David Adolfo Caballero Ortiz
*Licenciado en Historia y Estudiante de Sociología.


[1] Movimientos pioneros en la defensa de los intereses de los trabajadores. El ludismo era contrario a la mecanización del trabajo, que reducía la necesidad de mano de obra. El Cartismo fue un movimiento de un programa más amplio en su reclamación de derechos sociales y políticos universales. Ambos surgieron en la Inglaterra del siglo XIX.
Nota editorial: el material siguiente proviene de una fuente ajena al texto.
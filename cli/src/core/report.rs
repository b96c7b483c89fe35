//! # nsbrand Run Reports
//!
//! File: cli/src/core/report.rs
//!
//! ## Overview
//!
//! Builds what a run tells the user: a header before any work starts and a
//! summary at the end. Both are plain lists of `Line`s, so the text can be
//! checked in tests and printed through `common::ui` in one place.
//!
//! The summary is driven by the run's `Manifest`. A preview and a real run
//! over the same input produce the same manifest and therefore the same
//! counts and file lists; only the wording ("would be") differs.
//!
use crate::common::ui;
use crate::core::config::LoaderStrategy;
use crate::core::manifest::{FileCategory, Manifest};
use std::fmt;

/// Which command is running.
#[derive(Debug, Clone, Copy, PartialEq, Eq)]
pub enum RunKind {
    Build,
    Install,
}

/// Command plus whether writes are suppressed.
#[derive(Debug, Clone, Copy, PartialEq, Eq)]
pub struct RunMode {
    pub kind: RunKind,
    pub preview: bool,
}

impl fmt::Display for RunMode {
    fn fmt(&self, f: &mut fmt::Formatter<'_>) -> fmt::Result {
        let kind = match self.kind {
            RunKind::Build => "build",
            RunKind::Install => "install",
        };
        if self.preview {
            write!(f, "{} (preview)", kind)
        } else {
            f.write_str(kind)
        }
    }
}

/// One line of user-facing output.
#[derive(Debug, Clone, PartialEq, Eq)]
pub enum Line {
    Info(String),
    Warning(String),
    Comment(String),
    Plain(String),
    Field(&'static str, String),
    Rule,
    Blank,
}

impl Line {
    /// Unstyled text of the line.
    pub fn text(&self) -> String {
        match self {
            Line::Info(s) | Line::Warning(s) | Line::Comment(s) | Line::Plain(s) => s.clone(),
            Line::Field(label, value) => format!("{}: {}", label, value),
            Line::Rule | Line::Blank => String::new(),
        }
    }
}

/// Prints lines through the styled printers.
pub fn print(lines: &[Line]) {
    for line in lines {
        match line {
            Line::Info(s) => ui::info(s),
            Line::Warning(s) => ui::warning(s),
            Line::Comment(s) => ui::comment(s),
            Line::Field(label, value) => ui::field(label, value),
            Line::Rule => ui::rule(),
            Line::Plain(_) | Line::Blank => ui::line(&line.text()),
        }
    }
}

/// Everything a header or summary needs to know about a run.
#[derive(Debug, Clone)]
pub struct Report {
    pub mode: RunMode,
    pub prefix: String,
    /// Effective target namespace.
    pub target: String,
    /// Template tree, as shown to the user.
    pub source: String,
    /// Output directory (build only), as shown to the user.
    pub output: Option<String>,
    pub loader: LoaderStrategy,
    /// Relative path of the generated loader (build only).
    pub loader_file: String,
}

impl Report {
    pub fn title(&self) -> &'static str {
        match self.mode.kind {
            RunKind::Build => "WPLite Framework Build Tool",
            RunKind::Install => "WPLite Framework Branding Tool",
        }
    }

    /// Lines printed before any work starts.
    pub fn header(&self) -> Vec<Line> {
        let mut lines = Vec::new();
        if self.mode.preview {
            let what = match self.mode.kind {
                RunKind::Build => "created or modified",
                RunKind::Install => "modified",
            };
            lines.push(Line::Warning(format!(
                "DRY RUN MODE - No files will be {}",
                what
            )));
            lines.push(Line::Blank);
        }
        lines.push(Line::Field("Prefix", self.prefix.clone()));
        match self.mode.kind {
            RunKind::Build => {
                lines.push(Line::Field(
                    "Source",
                    format!("{}/ (read-only template)", self.source),
                ));
                if let Some(output) = &self.output {
                    lines.push(Line::Field("Output", format!("{}/ (generated)", output)));
                }
                lines.push(Line::Field("Namespace", self.target.clone()));
            }
            RunKind::Install => {
                lines.push(Line::Field("New namespace", self.target.clone()));
            }
        }
        lines.push(Line::Blank);
        lines
    }

    /// Lines printed after the run.
    pub fn summary(&self, manifest: &Manifest) -> Vec<Line> {
        let count = manifest.changed_count();
        let mut lines = vec![Line::Blank, Line::Rule];

        match (self.mode.kind, self.mode.preview) {
            (RunKind::Build, true) => {
                lines.push(Line::Warning("DRY RUN COMPLETE - No files were created".into()));
                lines.push(Line::Blank);
                lines.push(Line::Plain(format!("Files that would be generated: {}", count)));
            }
            (RunKind::Build, false) => {
                lines.push(Line::Info("Build complete!".into()));
                lines.push(Line::Blank);
                lines.push(Line::Plain(format!("Files generated: {}", count)));
                if let Some(output) = &self.output {
                    lines.push(Line::Plain(format!("Output directory: {}/", output)));
                }
            }
            (RunKind::Install, true) => {
                lines.push(Line::Warning("DRY RUN COMPLETE - No files were modified".into()));
                lines.push(Line::Blank);
                lines.push(Line::Plain(format!("Files that would be modified: {}", count)));
            }
            (RunKind::Install, false) => {
                lines.push(Line::Info("Branding complete!".into()));
                lines.push(Line::Blank);
                lines.push(Line::Plain(format!("Files modified: {}", count)));
            }
        }

        if self.mode.kind == RunKind::Install && !manifest.is_empty() {
            lines.push(Line::Blank);
            lines.push(Line::Comment("Modified files:".into()));
            for record in manifest.iter().filter(|r| r.changed) {
                let suffix = match record.category {
                    FileCategory::EntryHelper => " (helpers - namespaced)",
                    FileCategory::Loader => " (autoloader updated)",
                    FileCategory::Normal => "",
                };
                lines.push(Line::Comment(format!(
                    "  - {}/{}{}",
                    self.source,
                    record.display_path(),
                    suffix
                )));
            }
        }

        lines.push(Line::Blank);
        lines.push(Line::Rule);

        if !self.mode.preview {
            match self.mode.kind {
                RunKind::Build => lines.extend(self.setup_hints()),
                RunKind::Install => lines.extend(self.next_steps()),
            }
        }
        lines
    }

    fn setup_hints(&self) -> Vec<Line> {
        let output = self.output.as_deref().unwrap_or(".");
        let mut lines = vec![Line::Blank, Line::Warning("Setup:".into())];
        match self.loader {
            LoaderStrategy::SelfContained => {
                lines.push(Line::Plain(
                    "   1. Load the autoloader in your main plugin file:".into(),
                ));
                lines.push(Line::Blank);
                lines.push(Line::Plain(format!(
                    "      require_once __DIR__ . '/{}/{}';",
                    output, self.loader_file
                )));
                lines.push(Line::Blank);
                lines.push(Line::Plain("   2. Use the branded classes:".into()));
            }
            LoaderStrategy::External => {
                lines.push(Line::Plain(
                    "   1. Load helpers in your main plugin file:".into(),
                ));
                lines.push(Line::Blank);
                lines.push(Line::Plain(format!(
                    "      require_once __DIR__ . '/{}/{}';",
                    output, self.loader_file
                )));
                lines.push(Line::Blank);
                lines.push(Line::Plain(
                    "   2. Classes are autoloaded by your project's autoloader:".into(),
                ));
            }
        }
        lines.push(Line::Blank);
        lines.push(Line::Plain(format!("      use {}\\Facades\\App;", self.target)));
        lines.push(Line::Blank);
        lines.push(Line::Plain(format!(
            "   3. Add /{}/ to your .gitignore",
            output
        )));
        lines.push(Line::Blank);
        lines.push(Line::Comment(
            "   After updating the template, run `nsbrand build` again.".into(),
        ));
        lines.push(Line::Blank);
        lines
    }

    fn next_steps(&self) -> Vec<Line> {
        vec![
            Line::Blank,
            Line::Warning("Next steps:".into()),
            Line::Plain("   1. Update your composer.json autoload section:".into()),
            Line::Plain("      \"autoload\": {".into()),
            Line::Plain("          \"psr-4\": {".into()),
            Line::Plain(format!(
                "              \"{}\\\\\": \"{}/\"",
                self.target.replace('\\', "\\\\"),
                self.source
            )),
            Line::Plain("          }".into()),
            Line::Plain("      }".into()),
            Line::Blank,
            Line::Plain("   2. Run: composer dump-autoload".into()),
            Line::Blank,
            Line::Plain("   3. Update your main plugin file to use the new namespace:".into()),
            Line::Plain(format!("      use {}\\Application;", self.target)),
            Line::Blank,
        ]
    }
}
[2] Francis Fukuyama acuñó este término, al que siguieron el fin del arte, de las ideologías, etc., que configuraban un mundo postmodernista caracterizado por un relativismo generalizado.
[3] Valga como ejemplo, el dato de participación en las elecciones europeas de 2009 en España, inferior al 34%. Ver: http://www.abc.es/20090607/nacional-politica/participacion-elecciones-europeas-200906071409.html
[4] Entre ellos cabe destacar a Maquiavelo, Leibniz, Hobbes, Locke, Montesquieu o Rousseau.
[5] “…La Organización asumió su carácter universal, los países industrializados pasaron a ser una minoría ante los países en desarrollo, el presupuesto creció cinco veces y el número de funcionarios se cuadruplicó. La OIT creó el Instituto Internacional de Estudios Laborales con sede en Ginebra en 1960 y el Centro Internacional de Formación en Turín en 1965. La Organización ganó el Premio Nobel de la Paz en su 50 aniversario en 1969”. Ver: http://www.ilo.org/global/about-the-ilo/history/lang--es/index.htm
[6] Citando el ya clásico de Eduardo Galeano: “…el sistema vomita hombres…”. Galeano, E.: Las venas abiertas de América Latina, pag. 19, 2007.
[8] Una amplia reflexión sobre estas cuestiones y otras subyacentes se encuentran en: Sennet, R.: La cultura del nuevo capitalismo, 2007.